• **YOUR INSTRUCTIONS**
Please show every line in the entries below that includes the word "dictionary".

(Source data)
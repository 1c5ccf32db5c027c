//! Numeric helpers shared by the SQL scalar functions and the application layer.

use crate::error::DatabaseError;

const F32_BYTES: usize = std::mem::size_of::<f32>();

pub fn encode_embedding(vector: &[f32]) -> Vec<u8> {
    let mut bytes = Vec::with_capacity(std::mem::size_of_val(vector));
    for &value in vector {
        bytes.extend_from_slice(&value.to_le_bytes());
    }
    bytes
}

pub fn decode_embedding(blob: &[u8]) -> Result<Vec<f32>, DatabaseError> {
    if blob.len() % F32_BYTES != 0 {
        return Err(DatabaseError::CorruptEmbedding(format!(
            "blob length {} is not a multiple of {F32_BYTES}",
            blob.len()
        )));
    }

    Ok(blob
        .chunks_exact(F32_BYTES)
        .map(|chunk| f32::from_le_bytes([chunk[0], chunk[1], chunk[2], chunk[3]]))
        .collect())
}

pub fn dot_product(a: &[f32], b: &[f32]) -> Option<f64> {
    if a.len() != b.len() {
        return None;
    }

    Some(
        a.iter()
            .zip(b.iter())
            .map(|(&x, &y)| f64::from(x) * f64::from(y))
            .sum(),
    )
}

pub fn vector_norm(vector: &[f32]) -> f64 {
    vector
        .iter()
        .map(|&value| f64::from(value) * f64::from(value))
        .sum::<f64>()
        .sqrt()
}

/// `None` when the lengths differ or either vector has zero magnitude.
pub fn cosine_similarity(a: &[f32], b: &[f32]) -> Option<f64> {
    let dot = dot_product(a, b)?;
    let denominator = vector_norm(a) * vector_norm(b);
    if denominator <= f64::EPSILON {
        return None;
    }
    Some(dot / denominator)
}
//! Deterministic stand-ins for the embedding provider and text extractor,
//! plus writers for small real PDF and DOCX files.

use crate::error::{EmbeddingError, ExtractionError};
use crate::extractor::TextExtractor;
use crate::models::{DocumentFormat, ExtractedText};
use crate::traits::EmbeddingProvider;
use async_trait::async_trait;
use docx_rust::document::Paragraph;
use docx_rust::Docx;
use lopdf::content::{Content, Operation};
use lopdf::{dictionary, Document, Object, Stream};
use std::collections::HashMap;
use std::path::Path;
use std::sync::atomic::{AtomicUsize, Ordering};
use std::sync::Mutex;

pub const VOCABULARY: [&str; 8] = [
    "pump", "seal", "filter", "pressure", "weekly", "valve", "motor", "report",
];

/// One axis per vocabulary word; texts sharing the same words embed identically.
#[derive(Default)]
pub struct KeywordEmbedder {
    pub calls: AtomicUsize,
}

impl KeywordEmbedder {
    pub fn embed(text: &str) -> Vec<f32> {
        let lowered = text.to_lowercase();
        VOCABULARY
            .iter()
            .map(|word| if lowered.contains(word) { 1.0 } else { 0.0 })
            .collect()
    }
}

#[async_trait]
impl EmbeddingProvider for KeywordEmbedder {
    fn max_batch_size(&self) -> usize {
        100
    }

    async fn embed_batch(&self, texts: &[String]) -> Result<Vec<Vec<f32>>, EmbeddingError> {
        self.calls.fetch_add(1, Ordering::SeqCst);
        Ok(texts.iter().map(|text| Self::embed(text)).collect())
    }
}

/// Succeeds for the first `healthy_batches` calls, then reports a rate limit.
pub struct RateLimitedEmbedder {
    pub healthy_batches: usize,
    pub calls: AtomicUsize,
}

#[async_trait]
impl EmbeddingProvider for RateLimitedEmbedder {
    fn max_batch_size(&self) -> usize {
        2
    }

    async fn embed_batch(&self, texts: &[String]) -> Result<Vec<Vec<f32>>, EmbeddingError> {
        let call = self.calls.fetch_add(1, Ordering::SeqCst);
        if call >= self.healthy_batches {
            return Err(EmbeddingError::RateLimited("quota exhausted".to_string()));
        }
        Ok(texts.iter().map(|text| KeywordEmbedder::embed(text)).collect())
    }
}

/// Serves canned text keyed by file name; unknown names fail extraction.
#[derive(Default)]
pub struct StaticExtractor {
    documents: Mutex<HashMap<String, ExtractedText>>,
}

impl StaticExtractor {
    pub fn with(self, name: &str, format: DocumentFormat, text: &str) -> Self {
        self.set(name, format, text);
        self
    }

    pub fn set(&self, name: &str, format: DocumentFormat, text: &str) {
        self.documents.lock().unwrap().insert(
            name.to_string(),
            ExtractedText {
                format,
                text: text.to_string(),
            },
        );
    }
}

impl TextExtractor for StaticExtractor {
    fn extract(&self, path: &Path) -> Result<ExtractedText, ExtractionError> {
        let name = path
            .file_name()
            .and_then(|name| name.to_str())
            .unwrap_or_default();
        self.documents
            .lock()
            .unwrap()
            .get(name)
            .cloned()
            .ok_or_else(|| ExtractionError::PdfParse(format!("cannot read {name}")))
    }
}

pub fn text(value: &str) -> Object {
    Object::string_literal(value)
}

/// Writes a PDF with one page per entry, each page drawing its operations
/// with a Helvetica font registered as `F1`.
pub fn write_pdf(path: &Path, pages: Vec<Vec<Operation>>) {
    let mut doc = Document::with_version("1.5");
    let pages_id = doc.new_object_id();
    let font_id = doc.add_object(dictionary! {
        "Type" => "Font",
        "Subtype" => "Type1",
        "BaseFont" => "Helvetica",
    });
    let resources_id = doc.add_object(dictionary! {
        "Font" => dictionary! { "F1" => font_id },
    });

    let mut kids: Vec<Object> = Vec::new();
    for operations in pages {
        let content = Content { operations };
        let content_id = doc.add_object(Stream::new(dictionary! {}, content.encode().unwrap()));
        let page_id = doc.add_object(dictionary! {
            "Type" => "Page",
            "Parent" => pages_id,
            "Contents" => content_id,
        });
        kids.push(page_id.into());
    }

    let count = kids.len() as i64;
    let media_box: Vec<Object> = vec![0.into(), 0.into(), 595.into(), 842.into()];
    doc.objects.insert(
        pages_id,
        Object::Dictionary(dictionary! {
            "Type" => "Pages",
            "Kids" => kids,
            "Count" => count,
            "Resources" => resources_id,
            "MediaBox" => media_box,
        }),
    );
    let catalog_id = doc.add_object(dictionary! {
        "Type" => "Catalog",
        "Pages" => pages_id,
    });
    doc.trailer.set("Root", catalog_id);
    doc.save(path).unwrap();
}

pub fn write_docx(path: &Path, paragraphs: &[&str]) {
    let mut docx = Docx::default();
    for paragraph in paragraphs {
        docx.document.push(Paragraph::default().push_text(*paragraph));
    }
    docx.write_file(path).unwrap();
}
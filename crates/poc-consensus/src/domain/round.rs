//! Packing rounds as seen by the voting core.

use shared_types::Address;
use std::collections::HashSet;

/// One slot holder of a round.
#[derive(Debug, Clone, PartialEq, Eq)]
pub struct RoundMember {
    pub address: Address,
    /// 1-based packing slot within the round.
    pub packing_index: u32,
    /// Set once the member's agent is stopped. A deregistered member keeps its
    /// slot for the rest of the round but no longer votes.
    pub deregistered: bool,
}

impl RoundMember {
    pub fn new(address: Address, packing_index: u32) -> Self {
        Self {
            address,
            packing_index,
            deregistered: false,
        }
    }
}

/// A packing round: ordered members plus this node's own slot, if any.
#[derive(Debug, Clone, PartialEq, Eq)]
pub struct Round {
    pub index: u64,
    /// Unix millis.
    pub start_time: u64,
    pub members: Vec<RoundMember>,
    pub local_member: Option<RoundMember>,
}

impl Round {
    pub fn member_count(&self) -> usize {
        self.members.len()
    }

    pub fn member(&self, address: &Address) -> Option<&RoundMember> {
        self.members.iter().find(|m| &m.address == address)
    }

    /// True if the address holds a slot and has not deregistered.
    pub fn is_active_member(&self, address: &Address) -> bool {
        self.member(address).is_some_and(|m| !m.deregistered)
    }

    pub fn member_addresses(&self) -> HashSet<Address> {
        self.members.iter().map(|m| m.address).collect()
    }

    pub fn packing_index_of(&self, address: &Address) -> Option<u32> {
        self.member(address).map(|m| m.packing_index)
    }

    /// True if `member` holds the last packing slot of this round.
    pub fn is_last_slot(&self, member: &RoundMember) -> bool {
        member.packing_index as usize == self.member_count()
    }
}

==

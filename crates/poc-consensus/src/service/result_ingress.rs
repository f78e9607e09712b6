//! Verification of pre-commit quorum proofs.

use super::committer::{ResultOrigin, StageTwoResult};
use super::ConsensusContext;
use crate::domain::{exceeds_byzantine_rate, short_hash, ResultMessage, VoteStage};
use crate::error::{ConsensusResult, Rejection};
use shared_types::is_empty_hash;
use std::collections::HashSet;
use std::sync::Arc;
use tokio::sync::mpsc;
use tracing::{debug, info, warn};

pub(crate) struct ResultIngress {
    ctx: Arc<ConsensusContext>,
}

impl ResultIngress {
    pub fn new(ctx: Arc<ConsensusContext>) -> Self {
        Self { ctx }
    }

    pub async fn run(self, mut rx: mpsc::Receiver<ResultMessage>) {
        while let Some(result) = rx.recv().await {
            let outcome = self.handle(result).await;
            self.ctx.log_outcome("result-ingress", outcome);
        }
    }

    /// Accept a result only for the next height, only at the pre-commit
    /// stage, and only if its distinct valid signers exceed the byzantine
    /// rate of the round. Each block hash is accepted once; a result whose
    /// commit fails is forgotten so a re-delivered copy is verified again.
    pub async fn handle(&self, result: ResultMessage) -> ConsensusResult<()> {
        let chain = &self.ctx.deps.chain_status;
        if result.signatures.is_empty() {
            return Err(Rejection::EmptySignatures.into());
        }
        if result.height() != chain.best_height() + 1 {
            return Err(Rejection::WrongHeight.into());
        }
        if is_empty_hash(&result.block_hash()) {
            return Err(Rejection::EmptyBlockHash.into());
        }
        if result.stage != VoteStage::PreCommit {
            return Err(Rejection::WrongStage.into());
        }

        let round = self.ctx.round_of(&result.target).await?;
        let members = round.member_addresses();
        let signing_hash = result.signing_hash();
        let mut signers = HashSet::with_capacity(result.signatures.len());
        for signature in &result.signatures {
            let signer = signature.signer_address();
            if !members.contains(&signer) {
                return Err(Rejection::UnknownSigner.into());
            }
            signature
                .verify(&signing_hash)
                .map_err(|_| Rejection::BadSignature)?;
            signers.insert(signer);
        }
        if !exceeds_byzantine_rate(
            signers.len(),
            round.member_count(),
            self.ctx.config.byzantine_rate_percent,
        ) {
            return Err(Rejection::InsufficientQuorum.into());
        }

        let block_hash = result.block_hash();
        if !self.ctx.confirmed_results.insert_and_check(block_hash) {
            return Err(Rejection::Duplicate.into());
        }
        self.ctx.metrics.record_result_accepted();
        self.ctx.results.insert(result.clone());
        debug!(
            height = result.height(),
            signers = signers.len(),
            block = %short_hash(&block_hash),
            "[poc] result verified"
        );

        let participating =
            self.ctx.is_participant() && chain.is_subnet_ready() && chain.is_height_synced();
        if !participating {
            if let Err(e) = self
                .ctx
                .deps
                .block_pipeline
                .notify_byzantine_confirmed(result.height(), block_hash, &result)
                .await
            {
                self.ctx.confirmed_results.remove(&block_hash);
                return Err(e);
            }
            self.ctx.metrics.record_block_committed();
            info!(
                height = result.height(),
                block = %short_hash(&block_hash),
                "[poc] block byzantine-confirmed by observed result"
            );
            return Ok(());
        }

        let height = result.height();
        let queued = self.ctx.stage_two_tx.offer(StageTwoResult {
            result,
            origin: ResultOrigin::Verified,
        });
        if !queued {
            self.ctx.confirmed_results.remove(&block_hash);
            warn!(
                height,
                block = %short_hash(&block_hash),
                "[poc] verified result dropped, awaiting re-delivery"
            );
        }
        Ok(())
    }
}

• **ANSWER SECTION**
use lopdf::{dictionary, Document, Object, Stream};
    let font_id = doc.add_object(dictionary! {
    let resources_id = doc.add_object(dictionary! {
        "Font" => dictionary! { "F1" => font_id },
        let content_id = doc.add_object(Stream::new(dictionary! {}, content.encode().unwrap()));
        let page_id = doc.add_object(dictionary! {
        Object::Dictionary(dictionary! {
    let catalog_id = doc.add_object(dictionary! {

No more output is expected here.